What the task asks ▸
Your answer must consist of every line from the data below that includes the word "filename".

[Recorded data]
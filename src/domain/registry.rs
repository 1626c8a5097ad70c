// Copyright (c) 2025 - Cowboy AI, Inc.
//! Topology build session
//!
//! Owns every context built in one session along with the name indexes
//! used for cross-context lookup.

use std::collections::{BTreeMap, HashMap};

use serde::Serialize;
use tracing::warn;

use crate::config::ContextConfig;
use crate::errors::{TopologyError, TopologyResult};

use super::context::Context;
use super::object::TopologyObject;
use super::server::{Interface, Server};

/// Connection details for a deployed server
#[derive(Debug, Clone, PartialEq, Eq, Serialize)]
pub struct ServerInfo {
    pub user: String,
    pub keypair_name: String,
    pub private_ip: Option<String>,
    pub public_ip: Option<String>,
    pub interfaces: BTreeMap<String, Interface>,
}

/// Contexts and name indexes of one build session
#[derive(Debug, Default)]
pub struct TopologyRegistry {
    contexts: Vec<Context>,
    context_index: HashMap<String, usize>,
    placement_groups: HashMap<String, String>,
    server_groups: HashMap<String, String>,
    servers: HashMap<String, usize>,
}

impl TopologyRegistry {
    pub fn new() -> Self {
        Self::default()
    }

    /// Build a context and register it.
    ///
    /// Context and group names are unique across the session. Nothing is
    /// registered if any part of the context fails to build.
    pub fn build_context(&mut self, config: &ContextConfig) -> TopologyResult<&mut Context> {
        if self.context_index.contains_key(&config.name) {
            return Err(TopologyError::Duplicate {
                kind: "context",
                name: config.name.clone(),
            });
        }
        if let Some(name) = config.placement_groups.keys().find(|n| self.placement_groups.contains_key(*n)) {
            return Err(TopologyError::Duplicate {
                kind: "placement group",
                name: name.to_string(),
            });
        }
        if let Some(name) = config.server_groups.keys().find(|n| self.server_groups.contains_key(*n)) {
            return Err(TopologyError::Duplicate {
                kind: "server group",
                name: name.to_string(),
            });
        }

        let context = Context::init(config).map_err(|err| {
            warn!(context = %config.name, error = %err, "Topology rejected");
            err
        })?;

        let position = self.contexts.len();
        self.context_index.insert(context.name().to_string(), position);
        for group in context.placement_groups() {
            self.placement_groups
                .insert(group.name().to_string(), context.name().to_string());
        }
        for group in context.server_groups() {
            self.server_groups
                .insert(group.name().to_string(), context.name().to_string());
        }
        for server in context.servers() {
            self.servers.insert(server.dn(), position);
        }
        self.contexts.push(context);
        Ok(&mut self.contexts[position])
    }

    pub fn contexts(&self) -> &[Context] {
        &self.contexts
    }

    pub fn contexts_mut(&mut self) -> impl Iterator<Item = &mut Context> {
        self.contexts.iter_mut()
    }

    pub fn context(&self, name: &str) -> Option<&Context> {
        self.context_index.get(name).map(|&i| &self.contexts[i])
    }

    pub fn context_mut(&mut self, name: &str) -> Option<&mut Context> {
        self.context_index.get(name).map(|&i| &mut self.contexts[i])
    }

    /// Look up a server by distinguished name across every context
    pub fn server(&self, dn: &str) -> Option<&Server> {
        self.servers
            .get(dn)
            .and_then(|&i| self.contexts[i].server(dn))
    }

    /// Login and addressing details of a server
    pub fn server_info(&self, dn: &str) -> Option<ServerInfo> {
        self.server(dn).map(|server| ServerInfo {
            user: server.user().to_string(),
            keypair_name: server.keypair_name().to_string(),
            private_ip: server.private_ip().map(str::to_string),
            public_ip: server.public_ip().map(str::to_string),
            interfaces: server.interfaces().clone(),
        })
    }
}
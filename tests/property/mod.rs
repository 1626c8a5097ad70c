// Copyright (c) 2025 - Cowboy AI, Inc.
//! Property-Based Tests Module
//!
//! Placement and scheduling properties over randomly generated topologies.

mod placement_properties;
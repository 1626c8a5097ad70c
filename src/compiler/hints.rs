// Copyright (c) 2025 - Cowboy AI, Inc.
//! Scheduler hint assignment
//!
//! A server's placement groups become `same_host` / `different_host` hints
//! naming peers that are already in the graph. Hints never point forward:
//! [`assign`] only looks at `already_placed`.

use serde_json::{json, Map, Value};

use crate::domain::{PlacementGroup, PlacementPolicy};
use crate::graph::get_resource;

/// Scheduler hints attached to one server
#[derive(Debug, Clone, Default, PartialEq, Eq)]
pub struct SchedulerHints {
    /// Peers to colocate with
    pub same_host: Option<Vec<String>>,

    /// Peers to keep apart from
    pub different_host: Option<Vec<String>>,

    /// Server group resource the instance joins
    pub group: Option<String>,
}

impl SchedulerHints {
    pub fn new() -> Self {
        Self::default()
    }

    pub fn is_empty(&self) -> bool {
        self.same_host.as_ref().map_or(true, Vec::is_empty)
            && self.different_host.as_ref().map_or(true, Vec::is_empty)
            && self.group.is_none()
    }

    /// Every resource the hints refer to
    pub fn referenced_resources(&self) -> impl Iterator<Item = &str> {
        self.same_host
            .iter()
            .flatten()
            .chain(self.different_host.iter().flatten())
            .chain(self.group.iter())
            .map(String::as_str)
    }

    /// Render as the `scheduler_hints` server property
    pub fn to_value(&self) -> Value {
        let refs = |names: &[String]| Value::Array(names.iter().map(|n| get_resource(n)).collect());

        let mut hints = Map::new();
        if let Some(names) = self.same_host.as_deref().filter(|n| !n.is_empty()) {
            hints.insert("same_host".to_string(), refs(names));
        }
        if let Some(names) = self.different_host.as_deref().filter(|n| !n.is_empty()) {
            hints.insert("different_host".to_string(), refs(names));
        }
        if let Some(group) = &self.group {
            hints.insert("group".to_string(), json!(get_resource(group)));
        }
        Value::Object(hints)
    }
}

/// Add hints for one group membership.
///
/// Every already-placed server that is a member of `group` is appended, in
/// placement order, to the hint list matching the group's policy.
pub fn assign(hints: &mut SchedulerHints, already_placed: &[String], group: &PlacementGroup) {
    let list = match group.policy() {
        PlacementPolicy::Affinity => &mut hints.same_host,
        PlacementPolicy::Availability => &mut hints.different_host,
    };
    let list = list.get_or_insert_with(Vec::new);

    for placed in already_placed {
        if group.has_member(placed) {
            list.push(placed.clone());
        }
    }
}
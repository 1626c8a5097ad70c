// Copyright (c) 2025 - Cowboy AI, Inc.
//! Context aggregate
//!
//! A context owns every network, server and group of one stack. It is built
//! in one pass from configuration; any reference problem fails the whole
//! build before anything reaches the compiler or a backend.

use std::collections::{BTreeMap, HashMap};
use std::time::Duration;

use tracing::{debug, info};

use crate::compiler::compile;
use crate::config::{ContextConfig, FlavorSpec, DEFAULT_USER};
use crate::errors::{StackResult, TopologyError, TopologyResult};
use crate::stack::{CreateOptions, DeployedStack, OrchestrationBackend, StackManager};

use super::network::{find_external_network, Network};
use super::object::TopologyObject;
use super::policy::{PlacementGroup, ServerGroup};
use super::server::{Server, ServerDefaults};

/// Topology of one stack
#[derive(Debug, Clone)]
pub struct Context {
    name: String,
    keypair_name: String,
    secgroup_name: String,
    image: Option<String>,
    flavor: Option<FlavorSpec>,
    user: String,
    public_key: Option<String>,
    timeout: Duration,
    parameters: BTreeMap<String, String>,
    pub(crate) networks: Vec<Network>,
    pub(crate) servers: Vec<Server>,
    pub(crate) placement_groups: Vec<PlacementGroup>,
    pub(crate) server_groups: Vec<ServerGroup>,
    server_map: HashMap<String, usize>,
    stack: Option<DeployedStack>,
}

impl Context {
    /// Build a context from its configuration.
    ///
    /// Groups are built first, then networks (with their routers), then
    /// servers. Servers resolve group references against this context only.
    pub fn init(config: &ContextConfig) -> TopologyResult<Self> {
        let name = config.name.clone();
        if name.is_empty() {
            return Err(TopologyError::Configuration("context name must not be empty".to_string()));
        }
        let keypair_name = format!("{}-key", name);
        let secgroup_name = format!("{}-secgroup", name);

        let placement_groups = config
            .placement_groups
            .iter()
            .map(|(group, cfg)| PlacementGroup::new(group, &name, &cfg.policy))
            .collect::<TopologyResult<Vec<_>>>()?;
        let server_groups = config
            .server_groups
            .iter()
            .map(|(group, cfg)| ServerGroup::new(group, &name, &cfg.policy))
            .collect::<TopologyResult<Vec<_>>>()?;

        let networks = config
            .networks
            .iter()
            .map(|(network, cfg)| Network::new(network, &name, cfg))
            .collect::<TopologyResult<Vec<_>>>()?;

        // server groups and networks share the `<context>-<name>` namespace
        for group in &server_groups {
            if networks
                .iter()
                .flat_map(Network::resource_names)
                .any(|resource| resource == group.stack_name())
            {
                return Err(TopologyError::Duplicate {
                    kind: "resource name",
                    name: group.stack_name().to_string(),
                });
            }
        }

        let mut context = Self {
            user: config.user.clone().unwrap_or_else(|| DEFAULT_USER.to_string()),
            image: config.image.clone(),
            flavor: config.flavor.clone(),
            public_key: config.public_key.clone(),
            timeout: Duration::from_secs(config.timeout),
            parameters: config.parameters.clone(),
            networks,
            servers: Vec::with_capacity(config.servers.len()),
            placement_groups,
            server_groups,
            server_map: HashMap::new(),
            stack: None,
            keypair_name,
            secgroup_name,
            name,
        };

        for (server_name, cfg) in config.servers.iter() {
            let defaults = ServerDefaults {
                context_name: &context.name,
                keypair_name: &context.keypair_name,
                secgroup_name: &context.secgroup_name,
                image: context.image.as_deref(),
                flavor: context.flavor.as_ref(),
                user: config.user.as_deref(),
            };
            let server = Server::new(server_name, defaults, cfg, &context.networks)?;
            context.join_groups(&server)?;
            debug!(server = %server.dn(), instances = server.instances(), "Server added to topology");
            context.server_map.insert(server.dn(), context.servers.len());
            context.servers.push(server);
        }

        info!(
            context = %context.name,
            networks = context.networks.len(),
            servers = context.servers.len(),
            "Context initialized"
        );
        Ok(context)
    }

    fn join_groups(&mut self, server: &Server) -> TopologyResult<()> {
        for group_name in server.placement_groups() {
            let group = self
                .placement_groups
                .iter_mut()
                .find(|g| g.name() == group_name)
                .ok_or_else(|| TopologyError::UnknownPlacementGroup {
                    server: server.dn(),
                    group: group_name.clone(),
                })?;
            group.add_member(server.stack_name());
        }

        if let Some(group_name) = server.server_group() {
            let group = self
                .server_groups
                .iter_mut()
                .find(|g| g.name() == group_name)
                .ok_or_else(|| TopologyError::UnknownServerGroup {
                    server: server.dn(),
                    group: group_name.to_string(),
                })?;
            group.add_member(server.stack_name());
        }
        Ok(())
    }

    pub fn name(&self) -> &str {
        &self.name
    }

    pub fn keypair_name(&self) -> &str {
        &self.keypair_name
    }

    pub fn secgroup_name(&self) -> &str {
        &self.secgroup_name
    }

    pub fn image(&self) -> Option<&str> {
        self.image.as_deref()
    }

    pub fn flavor(&self) -> Option<&FlavorSpec> {
        self.flavor.as_ref()
    }

    pub fn user(&self) -> &str {
        &self.user
    }

    pub fn public_key(&self) -> Option<&str> {
        self.public_key.as_deref()
    }

    /// Blocking deploy timeout
    pub fn timeout(&self) -> Duration {
        self.timeout
    }

    pub fn parameters(&self) -> &BTreeMap<String, String> {
        &self.parameters
    }

    pub fn networks(&self) -> &[Network] {
        &self.networks
    }

    pub fn servers(&self) -> &[Server] {
        &self.servers
    }

    pub fn placement_groups(&self) -> &[PlacementGroup] {
        &self.placement_groups
    }

    pub fn server_groups(&self) -> &[ServerGroup] {
        &self.server_groups
    }

    pub fn network(&self, name: &str) -> Option<&Network> {
        self.networks.iter().find(|n| n.name() == name)
    }

    pub fn placement_group(&self, name: &str) -> Option<&PlacementGroup> {
        self.placement_groups.iter().find(|g| g.name() == name)
    }

    pub fn server_group(&self, name: &str) -> Option<&ServerGroup> {
        self.server_groups.iter().find(|g| g.name() == name)
    }

    /// Look up a server by distinguished name
    pub fn server(&self, dn: &str) -> Option<&Server> {
        self.server_map.get(dn).map(|&i| &self.servers[i])
    }

    /// External network reached by the first routed network, if any
    pub fn find_external_network(&self) -> Option<&str> {
        find_external_network(&self.networks)
    }

    /// Deployed stack, once [`deploy`](Self::deploy) succeeded
    pub fn stack(&self) -> Option<&DeployedStack> {
        self.stack.as_ref()
    }

    /// Copy stack outputs into networks and servers
    pub fn apply_outputs(&mut self, outputs: &HashMap<String, String>) {
        for network in &mut self.networks {
            let stack_id = outputs.get(&format!("{}-id", network.stack_name())).cloned();
            network.meta_mut().stack_id = stack_id;
        }
        for server in &mut self.servers {
            server.apply_outputs(outputs, &self.networks);
        }
    }

    /// Compile, create the stack and wait for it, then capture outputs.
    pub async fn deploy<B: OrchestrationBackend>(&mut self, manager: &StackManager<B>) -> StackResult<()> {
        info!(context = %self.name, "Deploying context");
        let graph = compile(self)?;
        let stack = manager
            .create(&self.name, &graph, &self.parameters, CreateOptions::blocking(self.timeout))
            .await?;

        self.apply_outputs(&stack.outputs);
        info!(
            context = %self.name,
            stack_id = stack.id.as_deref().unwrap_or_default(),
            "Context deployed"
        );
        self.stack = Some(stack);
        Ok(())
    }

    /// Delete the context's stack, retrying as configured
    pub async fn undeploy<B: OrchestrationBackend>(&mut self, manager: &StackManager<B>) -> StackResult<()> {
        info!(context = %self.name, "Undeploying context");
        manager
            .delete(&self.name, true, manager.config().delete_retries)
            .await?;
        self.stack = None;
        Ok(())
    }
}
// Copyright (c) 2025 - Cowboy AI, Inc.
//! Test Fixtures for stack-topology
//!
//! Topology configurations shared by the integration tests. Each fixture is
//! written as the JSON document a user would provide, so parsing is covered
//! along the way.

#![allow(dead_code)]

use serde_json::json;

use stack_topology::config::ContextConfig;

/// Parse a context configuration from JSON
pub fn context_config(value: serde_json::Value) -> ContextConfig {
    serde_json::from_value(value).expect("Invalid context fixture")
}

/// Context with no networks and no servers
pub fn empty_context() -> ContextConfig {
    context_config(json!({ "name": "empty" }))
}

/// One availability group {s1, s2} and one affinity group {s2, s3}
pub fn scenario_a() -> ContextConfig {
    context_config(json!({
        "name": "demo",
        "image": "cirros",
        "flavor": "m1.tiny",
        "placement_groups": {
            "pgrp1": { "policy": "availability" },
            "pgrp2": { "policy": "affinity" }
        },
        "networks": {
            "mgmt": { "cidr": "10.0.1.0/24", "external_network": "public" }
        },
        "servers": {
            "s1": { "placement": "pgrp1" },
            "s2": { "placement": ["pgrp1", "pgrp2"] },
            "s3": { "placement": "pgrp2" }
        }
    }))
}

/// Two networks, a floating IP, multiple instances and a server group
pub fn full_context() -> ContextConfig {
    context_config(json!({
        "name": "full",
        "image": "ubuntu-22.04",
        "flavor": "m1.small",
        "user": "cloud",
        "public_key": "ssh-ed25519 AAAAC3Nza test@example",
        "parameters": { "owner": "ci" },
        "placement_groups": {
            "spread": { "policy": "availability" }
        },
        "server_groups": {
            "workers": { "policy": "anti-affinity" }
        },
        "networks": {
            "mgmt": { "cidr": "10.0.1.0/24", "external_network": "public" },
            "data": {
                "cidr": "10.0.2.0/24",
                "port_security_enabled": false,
                "vnic_type": "direct",
                "allowed_address_pairs": [{ "ip_address": "0.0.0.0/0" }]
            }
        },
        "servers": {
            "gateway": {
                "floating_ip": true,
                "networks": ["mgmt"],
                "placement": "spread"
            },
            "worker": {
                "instances": 3,
                "server_group": "workers",
                "placement": "spread",
                "flavor": { "vcpus": 4, "ram": 4096, "disk": 20 },
                "volume": { "size": 10 }
            }
        }
    }))
}

/// Context whose servers all share one affinity group
pub fn affinity_context(name: &str, servers: usize) -> ContextConfig {
    let mut config = context_config(json!({
        "name": name,
        "placement_groups": { "near": { "policy": "affinity" } },
        "networks": { "mgmt": {} }
    }));
    for i in 0..servers {
        config.servers.insert(
            format!("node{}", i),
            serde_json::from_value(json!({ "placement": "near" })).expect("Invalid server fixture"),
        );
    }
    config
}
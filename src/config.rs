use crate::error::{Result, TollgateError};
use std::env;
use std::fmt;
use std::net::{IpAddr, Ipv4Addr, SocketAddr};
use std::time::Duration;

/// Address the proxy listens on
pub const LISTEN_HOST: IpAddr = IpAddr::V4(Ipv4Addr::LOCALHOST);
/// Fixed upstream host
pub const UPSTREAM_HOST: IpAddr = IpAddr::V4(Ipv4Addr::LOCALHOST);
/// Fixed upstream port
pub const UPSTREAM_PORT: u16 = 5002;
/// Trailing span the rate limiter counts arrivals over
pub const DETECTION_WINDOW: Duration = Duration::from_secs(10);
/// Arrivals tolerated inside the detection window
pub const MAX_REQUESTS: usize = 100;
/// Single read from the client; longer requests are truncated
pub const READ_BUFFER: usize = 4096;
/// Upper bound of one upstream response chunk
pub const RESPONSE_CHUNK: usize = 4096;
/// Bytes taken after `boundary=`; longer boundaries are truncated
pub const BOUNDARY_WIDTH: usize = 70;

/// Application configuration loaded from environment variables
#[derive(Debug, Clone)]
pub struct Config {
    /// Listener configuration
    pub proxy: ProxyServerConfig,
    /// Where approved requests are forwarded
    pub upstream: UpstreamDestination,
    /// Heuristic thresholds and buffer bounds
    pub inspection: InspectionConfig,
    /// Logging configuration
    pub log: LogConfig,
}

#[derive(Debug, Clone)]
pub struct ProxyServerConfig {
    /// Host to bind to (always loopback)
    pub host: IpAddr,
    /// Port for the proxy; `None` means the operator is asked at startup
    pub port: Option<u16>,
}

impl Default for ProxyServerConfig {
    fn default() -> Self {
        Self {
            host: LISTEN_HOST,
            port: None,
        }
    }
}

/// Fixed (host, port) pair every approved request is sent to
#[derive(Debug, Clone, Copy, PartialEq, Eq)]
pub struct UpstreamDestination {
    pub host: IpAddr,
    pub port: u16,
}

impl UpstreamDestination {
    pub fn new(host: IpAddr, port: u16) -> Self {
        Self { host, port }
    }

    pub fn socket_addr(&self) -> SocketAddr {
        SocketAddr::new(self.host, self.port)
    }
}

impl Default for UpstreamDestination {
    fn default() -> Self {
        Self::new(UPSTREAM_HOST, UPSTREAM_PORT)
    }
}

impl fmt::Display for UpstreamDestination {
    fn fmt(&self, f: &mut fmt::Formatter<'_>) -> fmt::Result {
        write!(f, "{}", self.socket_addr())
    }
}

#[derive(Debug, Clone)]
pub struct InspectionConfig {
    /// Sliding window for DoS detection
    pub detection_window: Duration,
    /// Maximum arrivals inside the window before rejecting
    pub max_requests: usize,
    /// Size of the single client read
    pub read_buffer: usize,
    /// Size of each upstream receive
    pub response_chunk: usize,
    /// Fixed width of the multipart boundary heuristic
    pub boundary_width: usize,
}

impl Default for InspectionConfig {
    fn default() -> Self {
        Self {
            detection_window: DETECTION_WINDOW,
            max_requests: MAX_REQUESTS,
            read_buffer: READ_BUFFER,
            response_chunk: RESPONSE_CHUNK,
            boundary_width: BOUNDARY_WIDTH,
        }
    }
}

/// Log output format
#[derive(Debug, Clone, Copy, PartialEq, Eq, Default)]
pub enum LogFormat {
    #[default]
    Pretty,
    Json,
}

impl LogFormat {
    pub fn parse(s: &str) -> Option<Self> {
        match s.trim().to_lowercase().as_str() {
            "pretty" | "text" | "plain" => Some(Self::Pretty),
            "json" => Some(Self::Json),
            _ => None,
        }
    }
}

#[derive(Debug, Clone)]
pub struct LogConfig {
    /// Log level (debug, info, warn, error)
    pub level: String,
    /// Output format
    pub format: LogFormat,
}

impl Config {
    /// Load configuration from environment variables
    pub fn from_env() -> Result<Self> {
        let port = match env::var("PROXY_PORT") {
            Ok(raw) if !raw.trim().is_empty() => Some(parse_port(&raw)?),
            _ => None,
        };

        let format = get_env_or("LOG_FORMAT", "pretty");
        let format = LogFormat::parse(&format).ok_or_else(|| {
            TollgateError::InvalidConfig(format!("LOG_FORMAT must be pretty or json, got {}", format))
        })?;

        Ok(Config {
            proxy: ProxyServerConfig {
                host: LISTEN_HOST,
                port,
            },
            upstream: UpstreamDestination::default(),
            inspection: InspectionConfig::default(),
            log: LogConfig {
                level: get_env_or("LOG_LEVEL", "info"),
                format,
            },
        })
    }

    /// Get the proxy listening address, if the port is known
    pub fn proxy_addr(&self) -> Option<SocketAddr> {
        self.proxy.port.map(|port| SocketAddr::new(self.proxy.host, port))
    }
}

/// Parse an operator-supplied port number
pub fn parse_port(raw: &str) -> Result<u16> {
    raw.trim()
        .parse::<u16>()
        .map_err(|_| TollgateError::InvalidConfig(format!("{} is not a valid port number", raw.trim())))
}

/// Get environment variable with a default value
fn get_env_or(key: &str, default: &str) -> String {
    env::var(key).unwrap_or_else(|_| default.to_string())
}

Task solution ▸
filename src/domain/registry.rs
filename tests/property/mod.rs
filename src/compiler/hints.rs
filename src/config.rs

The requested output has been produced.